What is needed: Among the entries, how many lines hold the word "user"? Respond with that number only.
[Opening Provided records section]
use std::collections::BTreeSet;

use desktop_app_contract::AppMountContext;
use leptos::*;
use platform_host::{normalize_virtual_path, parent_virtual_path, MockFilesystem, HOME_DIR_PATH};

use crate::navigation::{folder_items, subfolders, FolderHistory, FolderItem};
use crate::{activate_path, filesystem_memo, FolderContents, ViewMode, ViewModeToggle};

/// Ancestors of `path` (itself included), so the tree opens down to the current folder.
fn expanded_chain(path: &str) -> Vec<String> {
    let mut chain = vec!["/".to_string()];
    let mut current = String::new();
    for segment in path.split('/').filter(|segment| !segment.is_empty()) {
        current.push('/');
        current.push_str(segment);
        chain.push(current.clone());
    }
    chain
}

fn tree_branch(
    fs: Memo<MockFilesystem>,
    folder: FolderItem,
    depth: usize,
    expanded: RwSignal<BTreeSet<String>>,
    current: Signal<String>,
    go: Callback<String>,
) -> View {
    let path = folder.path.clone();
    let toggle_path = folder.path.clone();
    let selected_path = folder.path.clone();
    let open_path = folder.path.clone();
    let children_path = folder.path.clone();
    let is_open = Signal::derive(move || expanded.with(|set| set.contains(&path)));
    let indent = format!("padding-left: {}px;", 8 + depth * 14);

    view! {
        <li>
            <div class="tree-node" class:selected=move || current.get() == selected_path style=indent>
                <button
                    type="button"
                    class="tree-glyph"
                    aria-label="Toggle folder"
                    on:click=move |_| {
                        expanded.update(|set| {
                            if !set.remove(&toggle_path) {
                                set.insert(toggle_path.clone());
                            }
                        })
                    }
                >
                    {move || if is_open.get() { "▾" } else { "▸" }}
                </button>
                <button type="button" class="tree-label" on:click=move |_| go.call(open_path.clone())>
                    "📁 " {folder.name}
                </button>
            </div>
            <Show when=move || is_open.get() fallback=|| ()>
                <ul class="tree-list">
                    {
                        let children_path = children_path.clone();
                        move || {
                            fs.with(|fs| subfolders(fs, &children_path))
                                .into_iter()
                                .map(|child| tree_branch(fs, child, depth + 1, expanded, current, go))
                                .collect_view()
                        }
                    }
                </ul>
            </Show>
        </li>
    }
    .into_view()
}

#[component]
/// Two-pane explorer: folder tree on the left, contents on the right, editable path bar on top.
pub fn FilesApp(
    /// Runtime services for this window.
    context: AppMountContext,
) -> impl IntoView {
    let services = context.services;
    let desktop_files = services.desktop_files;
    let fs = filesystem_memo(desktop_files);

    let history = create_rw_signal(FolderHistory::new(HOME_DIR_PATH));
    let view_mode = create_rw_signal(ViewMode::List);
    let selected = create_rw_signal(None::<String>);
    let expanded = create_rw_signal(
        expanded_chain(HOME_DIR_PATH)
            .into_iter()
            .collect::<BTreeSet<_>>(),
    );
    let path_input = create_rw_signal(HOME_DIR_PATH.to_string());
    let path_error = create_rw_signal(None::<String>);

    let current = Signal::derive(move || history.with(|history| history.current().to_string()));
    let items = create_memo(move |_| {
        let path = current.get();
        fs.with(|fs| folder_items(fs, &path))
    });

    create_effect(move |_| {
        let path = current.get();
        path_input.set(path.clone());
        expanded.update(|set| set.extend(expanded_chain(&path)));
    });

    let go = Callback::new(move |path: String| {
        history.update(|history| history.visit(&path));
        selected.set(None);
        path_error.set(None);
    });
    let step = move |forward: bool| {
        history.update(|history| {
            if forward {
                history.forward();
            } else {
                history.back();
            }
        });
        selected.set(None);
    };
    let submit_path = move || {
        let target = normalize_virtual_path(&path_input.get_untracked());
        if fs.with_untracked(|fs| fs.is_directory(&target)) {
            go.call(target);
        } else {
            path_error.set(Some(format!("{target}: No such directory")));
        }
    };

    let root = FolderItem {
        path: "/".to_string(),
        name: "Root".to_string(),
        kind: "Folder".to_string(),
        size: "-".to_string(),
        modified: String::new(),
        is_folder: true,
    };

    view! {
        <div class="app-shell app-explorer-shell" class:dark=move || services.is_dark()>
            <div class="app-toolbar">
                <button
                    type="button"
                    class="app-action"
                    title="Back"
                    disabled=move || history.with(|history| !history.can_go_back())
                    on:click=move |_| step(false)
                >
                    "←"
                </button>
                <button
                    type="button"
                    class="app-action"
                    title="Forward"
                    disabled=move || history.with(|history| !history.can_go_forward())
                    on:click=move |_| step(true)
                >
                    "→"
                </button>
                <button
                    type="button"
                    class="app-action"
                    title="Up"
                    on:click=move |_| go.call(parent_virtual_path(&current.get_untracked()))
                >
                    "↑"
                </button>
                <button type="button" class="app-action" title="Home" on:click=move |_| go.call(HOME_DIR_PATH.to_string())>
                    "🏠"
                </button>
                <input
                    type="text"
                    class="app-field explorer-path"
                    aria-label="Path"
                    prop:value=move || path_input.get()
                    on:input=move |ev| path_input.set(event_target_value(&ev))
                    on:keydown=move |ev: ev::KeyboardEvent| {
                        if ev.key() == "Enter" {
                            submit_path();
                        }
                    }
                />
                <ViewModeToggle view_mode=view_mode />
            </div>

            <div class="explorer-workspace">
                <aside class="explorer-tree" aria-label="Folder tree">
                    <div class="tree-header">"Folders"</div>
                    <ul class="tree-list">{tree_branch(fs, root, 0, expanded, current, go)}</ul>
                </aside>

                <section class="explorer-pane">
                    <FolderContents
                        items=items
                        view_mode=view_mode
                        selected=selected
                        on_click=move |item: FolderItem| {
                            if item.is_folder {
                                go.call(item.path);
                            } else {
                                selected.set(Some(item.path));
                            }
                        }
                        on_activate=move |path: String| {
                            activate_path(fs, desktop_files, |folder| go.call(folder), &path)
                        }
                    />
                </section>
            </div>

            <div class="app-statusbar">
                <span>{move || format!("{} item(s)", items.with(Vec::len))}</span>
                <span>
                    {move || {
                        path_error
                            .get()
                            .or_else(|| selected.get().map(|path| format!("Selected: {path}")))
                            .unwrap_or_else(|| "Ready".to_string())
                    }}
                </span>
            </div>
        </div>
    }
}

#[cfg(test)]
mod tests {
    use pretty_assertions::assert_eq;

    use super::*;

    #[test]
    fn expanded_chain_lists_every_ancestor() {
        assert_eq!(
            expanded_chain("/home/user/Desktop"),
            vec!["/", "/home", "/home/user", "/home/user/Desktop"]
        );
        assert_eq!(expanded_chain("/"), vec!["/"]);
    }
}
[Closing Provided records section]
Task output: 2